### Required action
Each entry in the block below needs to be copied out exactly.

Collected data entries
=== Begin Enclosure ===

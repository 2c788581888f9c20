//! OpenAI embedding provider implementation

use async_trait::async_trait;
use serde::Deserialize;

use super::HttpClientTrait;
use crate::domain::embedding::{
    Embedding, EmbeddingProvider, EmbeddingRequest, EmbeddingResponse, EmbeddingUsage,
};
use crate::domain::DomainError;

const DEFAULT_OPENAI_BASE_URL: &str = "https://api.openai.com";

/// OpenAI embedding provider
#[derive(Debug)]
pub struct OpenAiEmbeddingProvider<C: HttpClientTrait> {
    client: C,
    auth_header: String,
    base_url: String,
}

impl<C: HttpClientTrait> OpenAiEmbeddingProvider<C> {
    pub fn new(client: C, api_key: impl Into<String>) -> Self {
        Self::with_base_url(client, api_key, DEFAULT_OPENAI_BASE_URL)
    }

    pub fn with_base_url(
        client: C,
        api_key: impl Into<String>,
        base_url: impl Into<String>,
    ) -> Self {
        let auth_header = format!("Bearer {}", api_key.into());
        let base_url = base_url.into().trim_end_matches('/').to_string();

        Self {
            client,
            auth_header,
            base_url,
        }
    }

    fn embeddings_url(&self) -> String {
        format!("{}/v1/embeddings", self.base_url)
    }

    fn headers(&self) -> Vec<(&str, &str)> {
        vec![
            ("Authorization", self.auth_header.as_str()),
            ("Content-Type", "application/json"),
        ]
    }

    fn build_request(&self, request: &EmbeddingRequest) -> Result<serde_json::Value, DomainError> {
        serde_json::to_value(request).map_err(|e| {
            DomainError::internal(format!("Failed to serialize embedding request: {}", e))
        })
    }

    fn parse_response(&self, json: serde_json::Value) -> Result<EmbeddingResponse, DomainError> {
        let response: OpenAiEmbeddingResponse = serde_json::from_value(json).map_err(|e| {
            DomainError::provider("openai", format!("Failed to parse embedding response: {}", e))
        })?;

        let embeddings = response
            .data
            .into_iter()
            .map(|d| Embedding::new(d.index, d.embedding))
            .collect();

        let usage = response
            .usage
            .map(|u| EmbeddingUsage::new(u.prompt_tokens, u.total_tokens));

        Ok(EmbeddingResponse::new(response.model, embeddings, usage))
    }
}

#[async_trait]
impl<C: HttpClientTrait> EmbeddingProvider for OpenAiEmbeddingProvider<C> {
    async fn embed(&self, request: EmbeddingRequest) -> Result<EmbeddingResponse, DomainError> {
        let url = self.embeddings_url();
        let body = self.build_request(&request)?;

        let response = self.client.post_json(&url, self.headers(), &body).await?;

        self.parse_response(response)
    }

    fn provider_name(&self) -> &'static str {
        "openai"
    }
}

// OpenAI API types for embeddings

#[derive(Debug, Deserialize)]
struct OpenAiEmbeddingResponse {
    model: String,
    data: Vec<OpenAiEmbeddingData>,
    usage: Option<OpenAiEmbeddingUsage>,
}

#[derive(Debug, Deserialize)]
struct OpenAiEmbeddingData {
    index: usize,
    embedding: Vec<f32>,
}

#[derive(Debug, Deserialize)]
struct OpenAiEmbeddingUsage {
    prompt_tokens: u32,
    total_tokens: u32,
}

=== End Enclosure ===

### Exercise solution
repository 2c788581888f9c20
//! OpenAI embedding provider implementation

use async_trait::async_trait;
use serde::Deserialize;

use super::HttpClientTrait;
use crate::domain::embedding::{
    Embedding, EmbeddingProvider, EmbeddingRequest, EmbeddingResponse, EmbeddingUsage,
};
use crate::domain::DomainError;

const DEFAULT_OPENAI_BASE_URL: &str = "https://api.openai.com";

/// OpenAI embedding provider
#[derive(Debug)]
pub struct OpenAiEmbeddingProvider<C: HttpClientTrait> {
    client: C,
    auth_header: String,
    base_url: String,
}

impl<C: HttpClientTrait> OpenAiEmbeddingProvider<C> {
    pub fn new(client: C, api_key: impl Into<String>) -> Self {
        Self::with_base_url(client, api_key, DEFAULT_OPENAI_BASE_URL)
    }

    pub fn with_base_url(
        client: C,
        api_key: impl Into<String>,
        base_url: impl Into<String>,
    ) -> Self {
        let auth_header = format!("Bearer {}", api_key.into());
        let base_url = base_url.into().trim_end_matches('/').to_string();

        Self {
            client,
            auth_header,
            base_url,
        }
    }

    fn embeddings_url(&self) -> String {
        format!("{}/v1/embeddings", self.base_url)
    }

    fn headers(&self) -> Vec<(&str, &str)> {
        vec![
            ("Authorization", self.auth_header.as_str()),
            ("Content-Type", "application/json"),
        ]
    }

    fn build_request(&self, request: &EmbeddingRequest) -> Result<serde_json::Value, DomainError> {
        serde_json::to_value(request).map_err(|e| {
            DomainError::internal(format!("Failed to serialize embedding request: {}", e))
        })
    }

    fn parse_response(&self, json: serde_json::Value) -> Result<EmbeddingResponse, DomainError> {
        let response: OpenAiEmbeddingResponse = serde_json::from_value(json).map_err(|e| {
            DomainError::provider("openai", format!("Failed to parse embedding response: {}", e))
        })?;

        let embeddings = response
            .data
            .into_iter()
            .map(|d| Embedding::new(d.index, d.embedding))
            .collect();

        let usage = response
            .usage
            .map(|u| EmbeddingUsage::new(u.prompt_tokens, u.total_tokens));

        Ok(EmbeddingResponse::new(response.model, embeddings, usage))
    }
}

#[async_trait]
impl<C: HttpClientTrait> EmbeddingProvider for OpenAiEmbeddingProvider<C> {
    async fn embed(&self, request: EmbeddingRequest) -> Result<EmbeddingResponse, DomainError> {
        let url = self.embeddings_url();
        let body = self.build_request(&request)?;

        let response = self.client.post_json(&url, self.headers(), &body).await?;

        self.parse_response(response)
    }

    fn provider_name(&self) -> &'static str {
        "openai"
    }
}

// OpenAI API types for embeddings

#[derive(Debug, Deserialize)]
struct OpenAiEmbeddingResponse {
    model: String,
    data: Vec<OpenAiEmbeddingData>,
    usage: Option<OpenAiEmbeddingUsage>,
}

#[derive(Debug, Deserialize)]
struct OpenAiEmbeddingData {
    index: usize,
    embedding: Vec<f32>,
}

#[derive(Debug, Deserialize)]
struct OpenAiEmbeddingUsage {
    prompt_tokens: u32,
    total_tokens: u32,
}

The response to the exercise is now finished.